In order to avoid the difficulty in exactly determining the temperature of a bar by the mercury thermometer, Friedrich Wilhelm Bessel, inspired by Jean-Charles de Borda, introduced in 1834 near Königsberg a compound bar which constituted a metallic thermometer. A zinc bar was laid on an iron bar two toises long, both bars being perfectly planed and in free contact, the zinc bar being slightly shorter and the two bars rigidly united at one end. As the temperature varied, the difference of the lengths of the bars, as perceived by the other end, also varied, and afforded a quantitative correction for temperature variations, which was applied to reduce the length to standard temperature. During the measurement of the base line the bars were not allowed to come into contact, the interval being measured by the insertion of glass wedges. The results of the comparisons of four measuring rods with one another and with the standards were elaborately computed by the method of least-squares. Indeed, before invar's discovery, geodesists tried to assess temperature effect on measuring devices in order to avoid observational errors.

In the 19th century, statisticians knew that scientific observations were subject to two types of error: constant errors and random errors. The effects of the latter could be corrected using the least squares method. Constant errors, on the other hand, had to be carefully avoided, as they were caused by various factors that consistently altered the results of observations in the same direction. These errors thus tended to render the results they affected worthless. Consider, for example, measuring a straight line to determine its length in metres. If a metal ruler is used for this measurement, and an error is made in determining the temperature at which its length corresponds to that of a metre, all observations will be affected by a consistent error stemming from this error, and no matter how many times the operation is repeated, it will be impossible to obtain an accurate result. If, on the contrary, we know exactly the temperature at which the ruler is equivalent to the metre and if the error affects the actual temperature of the ruler in the different observations, each observation will be affected by a random error, but these errors will occur sometimes in one direction and sometimes in the other, and by repeating the operation a large number of times we can hope to eliminate their effect by compensating for them.

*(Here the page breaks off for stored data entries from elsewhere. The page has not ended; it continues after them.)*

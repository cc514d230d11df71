//! Single-deck blackjack against a dealer who stands on all 17s.
//!
//! A hand moves `Dealing -> PlayerTurn -> DealerTurn -> Resolved`. Naturals
//! resolve at the deal; otherwise the hand waits for `hit`/`stand` calls.

use serde::{Deserialize, Serialize};
use uuid::Uuid;

use super::{
    entities::{Card, Deck},
    errors::{GameError, GameResult},
};
use crate::ledger::Balance;

/// Dealer draws while below this score.
pub const DEALER_STANDS_AT: u32 = 17;
pub const BLACKJACK: u32 = 21;

/// Score a hand, demoting aces from 11 to 1 while it would bust.
pub fn hand_score(cards: &[Card]) -> u32 {
    let mut total: u32 = cards.iter().map(Card::blackjack_value).sum();
    let mut soft_aces = cards.iter().filter(|c| c.rank() == 1).count();
    while total > BLACKJACK && soft_aces > 0 {
        total -= 10;
        soft_aces -= 1;
    }
    total
}

/// Exactly two cards totaling 21.
pub fn is_blackjack(cards: &[Card]) -> bool {
    cards.len() == 2 && hand_score(cards) == BLACKJACK
}

#[derive(Clone, Copy, Debug, Deserialize, Eq, PartialEq, Serialize)]
pub enum Phase {
    Dealing,
    PlayerTurn,
    DealerTurn,
    Resolved,
}

#[derive(Clone, Copy, Debug, Deserialize, Eq, PartialEq, Serialize)]
pub enum Resolution {
    PlayerBlackjack,
    BothBlackjack,
    DealerBlackjack,
    PlayerBust,
    DealerBust,
    PlayerWins,
    DealerWins,
    Push,
}

impl Resolution {
    /// Gross amount credited back for a hand staked at `wager`.
    pub fn returned(self, wager: i64) -> i64 {
        match self {
            Self::PlayerBlackjack => wager.saturating_add(wager.saturating_mul(3) / 2),
            Self::BothBlackjack | Self::Push => wager,
            Self::DealerBust | Self::PlayerWins => wager.saturating_mul(2),
            Self::DealerBlackjack | Self::PlayerBust | Self::DealerWins => 0,
        }
    }

    pub fn message(self) -> &'static str {
        match self {
            Self::PlayerBlackjack => "BLACKJACK! You win!",
            Self::BothBlackjack => "Both Blackjack! Push!",
            Self::DealerBlackjack => "Dealer Blackjack! You lose.",
            Self::PlayerBust => "BUST! You lose.",
            Self::DealerBust => "Dealer busts! You win!",
            Self::PlayerWins => "You win!",
            Self::DealerWins => "Dealer wins.",
            Self::Push => "Push!",
        }
    }
}

/// What the player may see of a hand.
#[derive(Clone, Debug, Deserialize, PartialEq, Serialize)]
pub struct BlackjackView {
    pub round_id: Uuid,
    pub player_cards: Vec<Card>,
    /// Only the up card while the player is still acting.
    pub dealer_cards: Vec<Card>,
    pub player_score: u32,
    pub dealer_score: u32,
    pub wager: i64,
    pub balance_snapshot: Balance,
    pub phase: Phase,
    pub cards_remaining: usize,
}

/// Final table of a resolved hand.
#[derive(Clone, Debug, Deserialize, PartialEq, Serialize)]
pub struct BlackjackOutcome {
    pub player_cards: Vec<Card>,
    pub dealer_cards: Vec<Card>,
    pub player_score: u32,
    pub dealer_score: u32,
    pub resolution: Resolution,
}

/// One in-flight hand. Owns its deck for the whole round.
#[derive(Clone, Debug)]
pub struct BlackjackHand {
    round_id: Uuid,
    wager: i64,
    balance_snapshot: Balance,
    player_cards: Vec<Card>,
    dealer_cards: Vec<Card>,
    deck: Deck,
    phase: Phase,
    resolution: Option<Resolution>,
}

impl BlackjackHand {
    /// Deal player, dealer, player, dealer and settle any naturals.
    ///
    /// # Arguments
    ///
    /// * `round_id` - Identifier carried through every step of the hand
    /// * `wager` - Stake already debited
    /// * `balance_snapshot` - Balance right after the debit
    /// * `deck` - Deck owned by this hand
    ///
    /// # Errors
    ///
    /// * `GameError::InternalInconsistency` - The deck can't cover the deal
    pub fn deal(
        round_id: Uuid,
        wager: i64,
        balance_snapshot: Balance,
        mut deck: Deck,
    ) -> GameResult<Self> {
        let mut dealt = [None; 4];
        for slot in &mut dealt {
            *slot = deck.deal_card();
        }
        let [Some(p1), Some(d1), Some(p2), Some(d2)] = dealt else {
            return Err(GameError::InternalInconsistency(
                "deck exhausted during the deal".to_string(),
            ));
        };

        let mut hand = Self {
            round_id,
            wager,
            balance_snapshot,
            player_cards: vec![p1, p2],
            dealer_cards: vec![d1, d2],
            deck,
            phase: Phase::Dealing,
            resolution: None,
        };

        let player_natural = is_blackjack(&hand.player_cards);
        let dealer_natural = is_blackjack(&hand.dealer_cards);
        hand.resolution = match (player_natural, dealer_natural) {
            (true, true) => Some(Resolution::BothBlackjack),
            (true, false) => Some(Resolution::PlayerBlackjack),
            (false, true) => Some(Resolution::DealerBlackjack),
            (false, false) => None,
        };
        hand.phase = if hand.resolution.is_some() {
            Phase::Resolved
        } else {
            Phase::PlayerTurn
        };

        Ok(hand)
    }

    pub fn round_id(&self) -> Uuid {
        self.round_id
    }

    pub fn wager(&self) -> i64 {
        self.wager
    }

    /// Balance right after the wager was debited.
    pub fn balance_snapshot(&self) -> Balance {
        self.balance_snapshot
    }

    pub fn phase(&self) -> Phase {
        self.phase
    }

    pub fn resolution(&self) -> Option<Resolution> {
        self.resolution
    }

    pub fn player_cards(&self) -> &[Card] {
        &self.player_cards
    }

    pub fn dealer_cards(&self) -> &[Card] {
        &self.dealer_cards
    }

    /// Draw one card for the player.
    ///
    /// Returns the resolution when the hit busts the player or reaches 21,
    /// which hands play to the dealer.
    ///
    /// # Errors
    ///
    /// * `GameError::NoActiveRound` - The hand already resolved
    /// * `GameError::InternalInconsistency` - The deck is exhausted
    pub fn hit(&mut self) -> GameResult<Option<Resolution>> {
        self.ensure_player_turn()?;

        let card = self.deck.deal_card().ok_or_else(|| {
            GameError::InternalInconsistency("deck exhausted on hit".to_string())
        })?;
        self.player_cards.push(card);

        let score = hand_score(&self.player_cards);
        if score > BLACKJACK {
            return Ok(Some(self.resolve(Resolution::PlayerBust)));
        }
        if score == BLACKJACK {
            return Ok(Some(self.play_dealer()));
        }
        Ok(None)
    }

    /// End the player's turn and let the dealer draw.
    ///
    /// # Errors
    ///
    /// * `GameError::NoActiveRound` - The hand already resolved
    pub fn stand(&mut self) -> GameResult<Resolution> {
        self.ensure_player_turn()?;
        Ok(self.play_dealer())
    }

    fn ensure_player_turn(&self) -> GameResult<()> {
        if self.phase == Phase::PlayerTurn {
            Ok(())
        } else {
            Err(GameError::NoActiveRound)
        }
    }

    fn play_dealer(&mut self) -> Resolution {
        self.phase = Phase::DealerTurn;
        while hand_score(&self.dealer_cards) < DEALER_STANDS_AT {
            match self.deck.deal_card() {
                Some(card) => self.dealer_cards.push(card),
                None => break,
            }
        }

        let player = hand_score(&self.player_cards);
        let dealer = hand_score(&self.dealer_cards);
        let resolution = if dealer > BLACKJACK {
            Resolution::DealerBust
        } else if player > dealer {
            Resolution::PlayerWins
        } else if player == dealer {
            Resolution::Push
        } else {
            Resolution::DealerWins
        };
        self.resolve(resolution)
    }

    fn resolve(&mut self, resolution: Resolution) -> Resolution {
        self.phase = Phase::Resolved;
        self.resolution = Some(resolution);
        resolution
    }

    pub fn view(&self) -> BlackjackView {
        let dealer_cards = if self.phase == Phase::Resolved {
            self.dealer_cards.clone()
        } else {
            self.dealer_cards.iter().take(1).copied().collect()
        };
        BlackjackView {
            round_id: self.round_id,
            player_cards: self.player_cards.clone(),
            dealer_score: hand_score(&dealer_cards),
            dealer_cards,
            player_score: hand_score(&self.player_cards),
            wager: self.wager,
            balance_snapshot: self.balance_snapshot,
            phase: self.phase,
            cards_remaining: self.deck.remaining(),
        }
    }

    /// Final table, once resolved.
    pub fn outcome(&self) -> Option<BlackjackOutcome> {
        Some(BlackjackOutcome {
            player_cards: self.player_cards.clone(),
            dealer_cards: self.dealer_cards.clone(),
            player_score: hand_score(&self.player_cards),
            dealer_score: hand_score(&self.dealer_cards),
            resolution: self.resolution?,
        })
    }
}

#[cfg(test)]
mod tests {
    use super::*;
    use crate::game::entities::Suit;

    fn c(rank: u8) -> Card {
        Card(rank, Suit::Spade)
    }

    /// Stack a deck so the deal lands `player` and `dealer` two-card hands,
    /// followed by `rest`.
    fn stacked(player: [u8; 2], dealer: [u8; 2], rest: &[u8]) -> Deck {
        let mut cards = vec![c(player[0]), c(dealer[0]), c(player[1]), c(dealer[1])];
        cards.extend(rest.iter().map(|&r| c(r)));
        Deck::stacked(cards)
    }

    fn deal(deck: Deck) -> BlackjackHand {
        BlackjackHand::deal(Uuid::new_v4(), 100, 900, deck).unwrap()
    }

    #[test]
    fn test_hand_score_demotes_aces() {
        assert_eq!(hand_score(&[c(1), c(13)]), 21);
        assert_eq!(hand_score(&[c(1), c(1)]), 12);
        assert_eq!(hand_score(&[c(1), c(1), c(1)]), 13);
        assert_eq!(hand_score(&[c(1), c(9), c(5)]), 15);
        assert_eq!(hand_score(&[c(10), c(12), c(5)]), 25);
    }

    #[test]
    fn test_is_blackjack_requires_two_cards() {
        assert!(is_blackjack(&[c(1), c(11)]));
        assert!(!is_blackjack(&[c(7), c(7), c(7)]));
        assert!(!is_blackjack(&[c(10), c(10)]));
    }

    #[test]
    fn test_deal_order_alternates() {
        let hand = deal(stacked([2, 3], [4, 5], &[]));
        assert_eq!(hand.player_cards(), &[c(2), c(3)]);
        assert_eq!(hand.dealer_cards(), &[c(4), c(5)]);
        assert_eq!(hand.phase(), Phase::PlayerTurn);
    }

    #[test]
    fn test_player_natural_pays_three_to_two() {
        let hand = deal(stacked([1, 13], [9, 8], &[]));
        assert_eq!(hand.resolution(), Some(Resolution::PlayerBlackjack));
        assert_eq!(Resolution::PlayerBlackjack.returned(100), 250);
        assert_eq!(Resolution::PlayerBlackjack.returned(5), 12);
    }

    #[test]
    fn test_both_naturals_push() {
        let hand = deal(stacked([1, 13], [1, 12], &[]));
        assert_eq!(hand.resolution(), Some(Resolution::BothBlackjack));
        assert_eq!(Resolution::BothBlackjack.returned(100), 100);
    }

    #[test]
    fn test_dealer_natural_ends_hand() {
        let mut hand = deal(stacked([10, 9], [1, 10], &[2]));
        assert_eq!(hand.resolution(), Some(Resolution::DealerBlackjack));
        assert!(matches!(hand.hit(), Err(GameError::NoActiveRound)));
    }

    #[test]
    fn test_hit_to_bust() {
        let mut hand = deal(stacked([10, 6], [10, 7], &[9]));
        assert_eq!(hand.hit().unwrap(), Some(Resolution::PlayerBust));
        assert_eq!(hand.phase(), Phase::Resolved);
        assert_eq!(Resolution::PlayerBust.returned(100), 0);
    }

    #[test]
    fn test_hit_to_21_plays_dealer() {
        // Dealer 16 draws a 10 and busts.
        let mut hand = deal(stacked([10, 6], [10, 6], &[5, 10]));
        assert_eq!(hand.hit().unwrap(), Some(Resolution::DealerBust));
        assert_eq!(hand.dealer_cards().len(), 3);
    }

    #[test]
    fn test_hit_keeps_turn_below_21() {
        let mut hand = deal(stacked([2, 3], [10, 7], &[4]));
        assert_eq!(hand.hit().unwrap(), None);
        assert_eq!(hand.phase(), Phase::PlayerTurn);
        assert_eq!(hand.view().player_score, 9);
    }

    #[test]
    fn test_stand_dealer_draws_to_17() {
        let mut hand = deal(stacked([10, 8], [2, 3], &[4, 2, 6, 9]));
        // Dealer: 5 -> 9 -> 11 -> 17, stops before the 9.
        assert_eq!(hand.stand().unwrap(), Resolution::PlayerWins);
        assert_eq!(hand.dealer_cards().len(), 5);
        assert_eq!(hand_score(hand.dealer_cards()), 17);
        assert_eq!(Resolution::PlayerWins.returned(100), 200);
    }

    #[test]
    fn test_stand_push_and_loss() {
        let mut hand = deal(stacked([10, 8], [10, 8], &[]));
        assert_eq!(hand.stand().unwrap(), Resolution::Push);

        let mut hand = deal(stacked([10, 7], [10, 9], &[]));
        assert_eq!(hand.stand().unwrap(), Resolution::DealerWins);
    }

    #[test]
    fn test_dealer_stops_on_empty_deck() {
        let mut hand = deal(stacked([10, 8], [2, 3], &[]));
        assert_eq!(hand.stand().unwrap(), Resolution::PlayerWins);
        assert_eq!(hand.dealer_cards().len(), 2);
    }

    #[test]
    fn test_hit_on_empty_deck_is_inconsistent() {
        let mut hand = deal(stacked([2, 3], [10, 7], &[]));
        assert!(matches!(hand.hit(), Err(GameError::InternalInconsistency(_))));
    }

    #[test]
    fn test_short_deck_fails_deal() {
        let deck = Deck::stacked(vec![c(2), c(3), c(4)]);
        assert!(matches!(
            BlackjackHand::deal(Uuid::new_v4(), 10, 0, deck),
            Err(GameError::InternalInconsistency(_))
        ));
    }

    #[test]
    fn test_view_hides_hole_card_until_resolved() {
        let mut hand = deal(stacked([10, 7], [9, 9], &[]));
        let view = hand.view();
        assert_eq!(view.dealer_cards, vec![c(9)]);
        assert_eq!(view.dealer_score, 9);
        assert!(hand.outcome().is_none());

        hand.stand().unwrap();
        assert_eq!(hand.view().dealer_cards.len(), 2);
        let outcome = hand.outcome().unwrap();
        assert_eq!(outcome.resolution, Resolution::DealerWins);
        assert_eq!(outcome.dealer_score, 18);
    }
}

In the absence of a standard temperature scale, inconsistencies arose when attempting to link geodetic surveys from different countries to create a European geodetic network. In 1886, Adolphe Hisch, secretary of the International Committee for Weights and Measures (CIPM) and of the International Geodetic Association, proposed that all the toises that had served as geodetic standards in Europe during the 19th century be compared at the BIPM with the Toise of Peru and with the new international metre so that the measurements made until then could be used to measure the Earth. The result of these comparisons made it possible to reduce the arcs measured in Germany to the metre. The discordance of 1/66 000 which remained between the triangles common to the German and French networks could be reduced to 1/600 000 which was at the limit of accuracy of geodetic surveys at the time. In fact, the length of Bessel's Toise, which according to the then legal ratio between the metre and the Toise of Peru, should be equal to 1.9490348 m, would be found to be 26.2·10^{−6} m greater during measurements carried out by Jean-René Benoît at the BIPM. It was the consideration of the divergences between the different toises used by geodesists that led the European Arc Measurement (Europäische Gradmessung ) to consider, at the meeting of its Permanent Commission in Neuchâtel in 1866, the founding of a World Institute for the Comparison of Geodetic Standards, the first step towards the creation of the BIPM. Careful comparisons with several standard toises showed that the international metre calibrated on the Mètre des Archives was not exactly equal to the legal metre or 443.296 lines of the toise, but, in round numbers, 1/75 000 of the length smaller, or approximately 0.013 millimetres. By contrast, in 2007, a comparison of the American Committee meter and its Swiss counterpart was carried out at NIST and METAS. The two metre standards can be considered perfectly equivalent, with a difference of only (0.96 ±3.0) micrometers. The poor quality of the measuring surfaces explained the significant uncertainty in the measurements compared to today's standards.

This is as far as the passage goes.